■ **Records contained in a dataset**
== Segment start ==
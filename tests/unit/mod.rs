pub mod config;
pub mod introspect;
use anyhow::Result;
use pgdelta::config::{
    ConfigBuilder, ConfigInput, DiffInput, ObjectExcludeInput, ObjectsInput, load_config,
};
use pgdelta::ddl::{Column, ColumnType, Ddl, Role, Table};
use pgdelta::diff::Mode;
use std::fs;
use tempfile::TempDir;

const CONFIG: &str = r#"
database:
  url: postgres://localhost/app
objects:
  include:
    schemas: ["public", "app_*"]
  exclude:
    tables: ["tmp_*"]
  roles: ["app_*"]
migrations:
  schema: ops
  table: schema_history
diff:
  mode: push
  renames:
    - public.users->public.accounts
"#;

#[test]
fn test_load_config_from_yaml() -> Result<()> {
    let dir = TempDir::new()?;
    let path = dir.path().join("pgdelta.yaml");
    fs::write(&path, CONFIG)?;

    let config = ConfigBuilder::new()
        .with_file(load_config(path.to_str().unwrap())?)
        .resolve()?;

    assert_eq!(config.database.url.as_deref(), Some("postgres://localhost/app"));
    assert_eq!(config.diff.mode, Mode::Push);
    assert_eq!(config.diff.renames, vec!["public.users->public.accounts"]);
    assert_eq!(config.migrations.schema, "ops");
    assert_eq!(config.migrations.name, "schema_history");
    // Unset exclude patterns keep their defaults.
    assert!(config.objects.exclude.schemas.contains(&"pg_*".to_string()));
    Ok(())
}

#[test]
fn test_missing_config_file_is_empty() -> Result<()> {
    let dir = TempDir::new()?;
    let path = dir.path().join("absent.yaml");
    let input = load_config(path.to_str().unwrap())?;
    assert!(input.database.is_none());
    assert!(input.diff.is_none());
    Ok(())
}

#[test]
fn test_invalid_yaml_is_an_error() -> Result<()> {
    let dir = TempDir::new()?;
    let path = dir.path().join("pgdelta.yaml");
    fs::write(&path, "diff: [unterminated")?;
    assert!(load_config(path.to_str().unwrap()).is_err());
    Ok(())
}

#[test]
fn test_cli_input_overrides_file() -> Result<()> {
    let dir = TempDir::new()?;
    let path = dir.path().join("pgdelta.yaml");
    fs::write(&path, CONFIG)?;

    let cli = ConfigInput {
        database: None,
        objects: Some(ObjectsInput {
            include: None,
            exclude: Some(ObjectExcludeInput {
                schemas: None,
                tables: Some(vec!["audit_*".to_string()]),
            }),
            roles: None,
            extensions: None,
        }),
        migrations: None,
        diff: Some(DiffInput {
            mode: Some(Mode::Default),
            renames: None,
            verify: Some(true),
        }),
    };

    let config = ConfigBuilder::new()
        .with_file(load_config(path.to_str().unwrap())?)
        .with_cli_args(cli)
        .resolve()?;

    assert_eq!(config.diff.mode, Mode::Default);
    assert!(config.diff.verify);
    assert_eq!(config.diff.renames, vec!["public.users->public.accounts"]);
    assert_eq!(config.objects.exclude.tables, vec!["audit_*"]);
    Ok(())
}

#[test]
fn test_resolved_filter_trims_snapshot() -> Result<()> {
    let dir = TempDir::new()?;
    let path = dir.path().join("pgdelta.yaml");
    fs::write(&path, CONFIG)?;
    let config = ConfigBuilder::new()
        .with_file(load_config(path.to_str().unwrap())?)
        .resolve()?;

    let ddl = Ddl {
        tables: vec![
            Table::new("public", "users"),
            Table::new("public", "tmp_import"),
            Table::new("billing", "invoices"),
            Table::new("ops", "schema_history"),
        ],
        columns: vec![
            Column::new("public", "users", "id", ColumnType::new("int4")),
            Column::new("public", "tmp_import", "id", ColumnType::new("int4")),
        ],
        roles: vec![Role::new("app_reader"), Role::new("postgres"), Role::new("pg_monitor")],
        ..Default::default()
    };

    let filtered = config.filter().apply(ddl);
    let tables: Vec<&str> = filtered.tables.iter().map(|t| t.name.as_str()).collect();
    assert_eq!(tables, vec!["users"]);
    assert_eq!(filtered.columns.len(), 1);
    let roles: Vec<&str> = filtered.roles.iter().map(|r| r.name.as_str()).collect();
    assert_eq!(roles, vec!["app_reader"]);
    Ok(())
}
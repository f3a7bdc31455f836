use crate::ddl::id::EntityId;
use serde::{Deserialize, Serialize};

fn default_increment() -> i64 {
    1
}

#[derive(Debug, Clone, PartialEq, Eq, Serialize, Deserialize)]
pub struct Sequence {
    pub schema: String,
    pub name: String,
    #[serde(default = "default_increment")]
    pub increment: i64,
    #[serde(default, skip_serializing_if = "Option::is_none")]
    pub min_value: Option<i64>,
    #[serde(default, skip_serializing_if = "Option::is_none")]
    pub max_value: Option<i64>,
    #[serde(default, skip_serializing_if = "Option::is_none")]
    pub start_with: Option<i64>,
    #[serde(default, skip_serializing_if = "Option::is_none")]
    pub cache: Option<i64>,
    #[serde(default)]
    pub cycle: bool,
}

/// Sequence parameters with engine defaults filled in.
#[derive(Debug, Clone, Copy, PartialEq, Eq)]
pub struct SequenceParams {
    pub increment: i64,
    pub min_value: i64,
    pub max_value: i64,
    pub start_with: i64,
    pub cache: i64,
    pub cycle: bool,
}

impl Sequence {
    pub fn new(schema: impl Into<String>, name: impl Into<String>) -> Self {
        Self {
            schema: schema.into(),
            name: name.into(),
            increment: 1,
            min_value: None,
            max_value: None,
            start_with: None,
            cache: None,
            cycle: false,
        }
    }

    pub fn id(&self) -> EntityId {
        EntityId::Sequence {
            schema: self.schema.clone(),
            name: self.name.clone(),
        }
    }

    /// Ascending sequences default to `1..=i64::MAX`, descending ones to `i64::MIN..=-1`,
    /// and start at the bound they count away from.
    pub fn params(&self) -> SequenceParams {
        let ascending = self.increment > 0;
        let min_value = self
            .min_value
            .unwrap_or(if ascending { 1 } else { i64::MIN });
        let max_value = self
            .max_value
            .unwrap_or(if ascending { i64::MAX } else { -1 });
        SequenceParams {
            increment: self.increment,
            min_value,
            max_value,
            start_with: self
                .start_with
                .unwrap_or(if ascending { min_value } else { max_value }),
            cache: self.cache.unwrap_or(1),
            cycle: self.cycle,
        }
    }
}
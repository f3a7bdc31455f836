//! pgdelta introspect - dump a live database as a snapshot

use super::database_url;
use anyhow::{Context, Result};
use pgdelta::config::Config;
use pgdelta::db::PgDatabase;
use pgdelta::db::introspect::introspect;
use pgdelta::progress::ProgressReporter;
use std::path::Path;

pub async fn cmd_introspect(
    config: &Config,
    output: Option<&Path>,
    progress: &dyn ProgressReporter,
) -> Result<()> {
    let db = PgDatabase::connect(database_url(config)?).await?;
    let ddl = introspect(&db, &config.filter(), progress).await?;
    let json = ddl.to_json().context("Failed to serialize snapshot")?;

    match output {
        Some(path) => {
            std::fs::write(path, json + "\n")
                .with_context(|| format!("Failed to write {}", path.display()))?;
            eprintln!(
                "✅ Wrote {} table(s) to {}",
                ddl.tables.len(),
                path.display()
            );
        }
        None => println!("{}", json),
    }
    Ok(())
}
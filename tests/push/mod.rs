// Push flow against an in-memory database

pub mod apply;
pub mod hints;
== Segment end ==
== Segment start ==
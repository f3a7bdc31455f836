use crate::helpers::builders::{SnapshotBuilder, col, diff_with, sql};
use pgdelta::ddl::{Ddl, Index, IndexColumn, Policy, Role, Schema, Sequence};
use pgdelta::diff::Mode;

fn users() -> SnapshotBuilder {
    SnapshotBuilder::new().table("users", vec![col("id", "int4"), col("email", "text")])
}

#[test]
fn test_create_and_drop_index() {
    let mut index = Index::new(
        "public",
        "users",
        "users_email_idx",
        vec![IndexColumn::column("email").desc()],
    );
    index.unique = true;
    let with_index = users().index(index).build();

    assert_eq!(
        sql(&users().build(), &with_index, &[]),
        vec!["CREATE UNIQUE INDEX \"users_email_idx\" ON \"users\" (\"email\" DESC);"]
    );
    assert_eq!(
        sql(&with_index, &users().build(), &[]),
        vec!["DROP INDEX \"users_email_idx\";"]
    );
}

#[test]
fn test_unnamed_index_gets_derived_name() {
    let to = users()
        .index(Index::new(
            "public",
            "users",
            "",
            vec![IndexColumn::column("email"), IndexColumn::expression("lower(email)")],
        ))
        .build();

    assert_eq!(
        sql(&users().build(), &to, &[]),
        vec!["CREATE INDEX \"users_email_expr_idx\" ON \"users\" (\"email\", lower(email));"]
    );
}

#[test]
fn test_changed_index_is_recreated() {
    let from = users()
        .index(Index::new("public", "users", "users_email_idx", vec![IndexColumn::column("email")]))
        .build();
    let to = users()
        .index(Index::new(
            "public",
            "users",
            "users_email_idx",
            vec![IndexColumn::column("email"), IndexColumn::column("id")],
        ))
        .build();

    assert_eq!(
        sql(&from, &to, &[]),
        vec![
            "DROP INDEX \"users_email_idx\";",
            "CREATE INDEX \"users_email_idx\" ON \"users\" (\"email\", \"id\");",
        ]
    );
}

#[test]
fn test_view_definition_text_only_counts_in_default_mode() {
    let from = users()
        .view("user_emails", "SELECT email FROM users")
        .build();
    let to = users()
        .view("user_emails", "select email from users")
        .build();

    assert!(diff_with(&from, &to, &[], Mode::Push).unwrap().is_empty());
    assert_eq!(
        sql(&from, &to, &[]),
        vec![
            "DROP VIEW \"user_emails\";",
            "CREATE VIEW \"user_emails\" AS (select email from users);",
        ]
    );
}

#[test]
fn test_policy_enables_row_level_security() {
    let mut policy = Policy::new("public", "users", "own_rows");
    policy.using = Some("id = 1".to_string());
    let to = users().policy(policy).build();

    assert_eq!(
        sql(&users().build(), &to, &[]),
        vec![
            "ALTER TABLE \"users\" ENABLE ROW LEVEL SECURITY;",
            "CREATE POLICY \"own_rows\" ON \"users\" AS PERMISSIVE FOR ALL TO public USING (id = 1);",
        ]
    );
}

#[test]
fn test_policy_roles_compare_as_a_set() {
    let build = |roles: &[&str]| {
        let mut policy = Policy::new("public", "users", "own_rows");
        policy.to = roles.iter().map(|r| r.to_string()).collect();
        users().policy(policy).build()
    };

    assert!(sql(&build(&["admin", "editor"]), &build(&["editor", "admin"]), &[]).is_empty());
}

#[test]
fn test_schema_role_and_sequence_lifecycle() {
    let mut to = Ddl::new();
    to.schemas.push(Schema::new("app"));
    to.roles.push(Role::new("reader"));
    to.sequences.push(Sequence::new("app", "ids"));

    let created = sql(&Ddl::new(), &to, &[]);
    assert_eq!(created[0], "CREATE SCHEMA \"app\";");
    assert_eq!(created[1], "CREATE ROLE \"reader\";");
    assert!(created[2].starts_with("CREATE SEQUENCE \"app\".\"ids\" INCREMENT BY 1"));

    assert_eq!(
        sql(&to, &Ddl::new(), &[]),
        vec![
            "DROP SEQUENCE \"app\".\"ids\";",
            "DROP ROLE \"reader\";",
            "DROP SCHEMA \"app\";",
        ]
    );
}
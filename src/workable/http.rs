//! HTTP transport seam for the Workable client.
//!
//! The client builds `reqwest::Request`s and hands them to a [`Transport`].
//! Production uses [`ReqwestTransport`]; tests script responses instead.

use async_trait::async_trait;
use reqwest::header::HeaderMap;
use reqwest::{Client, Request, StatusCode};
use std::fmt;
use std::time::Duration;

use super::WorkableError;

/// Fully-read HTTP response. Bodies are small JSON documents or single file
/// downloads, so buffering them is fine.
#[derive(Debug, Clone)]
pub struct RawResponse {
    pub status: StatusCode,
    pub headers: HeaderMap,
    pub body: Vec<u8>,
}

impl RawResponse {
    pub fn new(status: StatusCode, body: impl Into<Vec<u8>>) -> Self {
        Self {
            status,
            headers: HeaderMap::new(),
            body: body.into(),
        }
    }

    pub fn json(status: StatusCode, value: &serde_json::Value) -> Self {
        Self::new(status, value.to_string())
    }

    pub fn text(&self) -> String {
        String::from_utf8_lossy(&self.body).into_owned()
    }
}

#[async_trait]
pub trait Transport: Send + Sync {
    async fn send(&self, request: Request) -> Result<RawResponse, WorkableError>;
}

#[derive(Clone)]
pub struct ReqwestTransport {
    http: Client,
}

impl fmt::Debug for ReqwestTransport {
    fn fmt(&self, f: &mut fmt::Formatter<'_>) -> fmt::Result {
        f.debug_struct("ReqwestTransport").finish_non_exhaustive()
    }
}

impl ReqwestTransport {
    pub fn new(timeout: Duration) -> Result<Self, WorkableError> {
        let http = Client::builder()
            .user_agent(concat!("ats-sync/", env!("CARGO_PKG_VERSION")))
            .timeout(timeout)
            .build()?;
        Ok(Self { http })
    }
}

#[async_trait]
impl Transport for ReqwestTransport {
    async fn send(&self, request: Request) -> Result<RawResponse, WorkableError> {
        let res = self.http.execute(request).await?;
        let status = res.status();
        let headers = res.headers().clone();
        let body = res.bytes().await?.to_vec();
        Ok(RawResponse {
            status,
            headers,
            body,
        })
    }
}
== Segment end ==
== Segment start ==
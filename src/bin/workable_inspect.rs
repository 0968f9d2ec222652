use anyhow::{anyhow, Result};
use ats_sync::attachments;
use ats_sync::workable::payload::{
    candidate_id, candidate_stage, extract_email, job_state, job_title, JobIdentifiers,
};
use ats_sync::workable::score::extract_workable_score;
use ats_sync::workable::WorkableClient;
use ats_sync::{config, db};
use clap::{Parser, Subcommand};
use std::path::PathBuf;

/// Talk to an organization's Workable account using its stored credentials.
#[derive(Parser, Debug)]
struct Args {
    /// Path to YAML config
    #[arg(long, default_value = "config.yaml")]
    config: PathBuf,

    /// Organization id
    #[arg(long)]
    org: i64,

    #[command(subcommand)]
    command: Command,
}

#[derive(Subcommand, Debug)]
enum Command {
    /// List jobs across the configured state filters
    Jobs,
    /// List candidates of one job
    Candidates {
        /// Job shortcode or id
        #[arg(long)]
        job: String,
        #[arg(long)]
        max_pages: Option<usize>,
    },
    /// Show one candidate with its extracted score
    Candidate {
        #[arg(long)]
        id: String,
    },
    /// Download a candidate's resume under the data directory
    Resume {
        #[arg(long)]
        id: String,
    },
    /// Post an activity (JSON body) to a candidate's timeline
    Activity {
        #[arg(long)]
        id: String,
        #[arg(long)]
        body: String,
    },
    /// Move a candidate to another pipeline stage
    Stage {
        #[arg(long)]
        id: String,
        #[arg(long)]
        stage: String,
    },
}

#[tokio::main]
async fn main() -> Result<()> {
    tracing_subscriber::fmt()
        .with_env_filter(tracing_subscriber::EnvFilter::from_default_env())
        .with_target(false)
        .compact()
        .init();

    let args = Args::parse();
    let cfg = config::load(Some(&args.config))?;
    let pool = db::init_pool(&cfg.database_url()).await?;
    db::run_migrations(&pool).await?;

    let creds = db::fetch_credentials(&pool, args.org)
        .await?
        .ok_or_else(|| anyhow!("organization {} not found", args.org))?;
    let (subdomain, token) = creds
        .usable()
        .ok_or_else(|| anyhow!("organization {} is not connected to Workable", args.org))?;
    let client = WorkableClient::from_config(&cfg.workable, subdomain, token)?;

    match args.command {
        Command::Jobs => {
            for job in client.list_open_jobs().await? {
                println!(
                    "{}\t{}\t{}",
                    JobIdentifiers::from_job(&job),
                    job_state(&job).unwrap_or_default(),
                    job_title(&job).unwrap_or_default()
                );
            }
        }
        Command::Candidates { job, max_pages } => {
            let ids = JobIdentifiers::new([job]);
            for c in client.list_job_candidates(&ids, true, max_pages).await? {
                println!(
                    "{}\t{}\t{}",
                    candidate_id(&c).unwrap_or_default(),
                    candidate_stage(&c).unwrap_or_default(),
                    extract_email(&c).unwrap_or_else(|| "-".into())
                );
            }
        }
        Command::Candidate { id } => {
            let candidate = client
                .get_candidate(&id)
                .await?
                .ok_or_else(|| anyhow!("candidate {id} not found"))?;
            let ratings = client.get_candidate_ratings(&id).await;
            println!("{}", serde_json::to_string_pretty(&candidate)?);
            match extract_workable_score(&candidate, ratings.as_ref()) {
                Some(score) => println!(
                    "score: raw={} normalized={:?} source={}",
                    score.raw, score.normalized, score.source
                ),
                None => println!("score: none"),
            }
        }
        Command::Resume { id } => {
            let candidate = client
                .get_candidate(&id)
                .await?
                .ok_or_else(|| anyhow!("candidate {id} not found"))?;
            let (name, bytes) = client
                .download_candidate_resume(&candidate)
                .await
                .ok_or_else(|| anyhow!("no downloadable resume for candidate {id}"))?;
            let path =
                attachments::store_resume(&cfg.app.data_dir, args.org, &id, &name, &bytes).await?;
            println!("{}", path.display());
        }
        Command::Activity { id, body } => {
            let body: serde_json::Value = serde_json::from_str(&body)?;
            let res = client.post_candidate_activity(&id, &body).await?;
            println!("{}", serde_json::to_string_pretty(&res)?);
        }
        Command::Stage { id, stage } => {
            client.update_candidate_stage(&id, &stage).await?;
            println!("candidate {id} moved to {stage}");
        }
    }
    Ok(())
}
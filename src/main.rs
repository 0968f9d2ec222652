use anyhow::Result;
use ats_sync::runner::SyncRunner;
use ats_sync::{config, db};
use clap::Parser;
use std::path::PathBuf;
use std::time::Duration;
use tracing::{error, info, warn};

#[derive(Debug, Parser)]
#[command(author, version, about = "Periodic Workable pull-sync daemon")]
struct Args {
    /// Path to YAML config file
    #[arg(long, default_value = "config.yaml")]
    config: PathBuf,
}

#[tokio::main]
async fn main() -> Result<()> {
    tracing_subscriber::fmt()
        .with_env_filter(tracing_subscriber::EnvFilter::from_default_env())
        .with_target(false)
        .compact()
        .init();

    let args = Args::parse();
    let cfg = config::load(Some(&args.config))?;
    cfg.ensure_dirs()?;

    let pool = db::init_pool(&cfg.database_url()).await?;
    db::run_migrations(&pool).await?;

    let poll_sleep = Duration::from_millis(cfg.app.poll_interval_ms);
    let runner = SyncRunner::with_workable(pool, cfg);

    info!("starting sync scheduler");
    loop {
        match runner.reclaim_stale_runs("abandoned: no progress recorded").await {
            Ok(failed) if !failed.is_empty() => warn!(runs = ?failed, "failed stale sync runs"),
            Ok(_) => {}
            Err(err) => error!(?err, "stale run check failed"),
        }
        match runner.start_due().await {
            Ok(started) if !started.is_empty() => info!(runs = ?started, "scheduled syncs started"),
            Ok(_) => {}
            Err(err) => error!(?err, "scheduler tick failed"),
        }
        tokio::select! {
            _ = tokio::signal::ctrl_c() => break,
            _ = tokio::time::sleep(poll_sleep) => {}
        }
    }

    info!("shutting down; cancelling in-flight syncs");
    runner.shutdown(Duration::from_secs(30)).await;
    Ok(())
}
== Segment end ==
■ **EXERCISE AIM**
Identify the lines of the entries containing the string "timeout". Copy each such line.

■ **TASK RESPONSE**
    pub fn new(timeout: Duration) -> Result<Self, WorkableError> {
            .timeout(timeout)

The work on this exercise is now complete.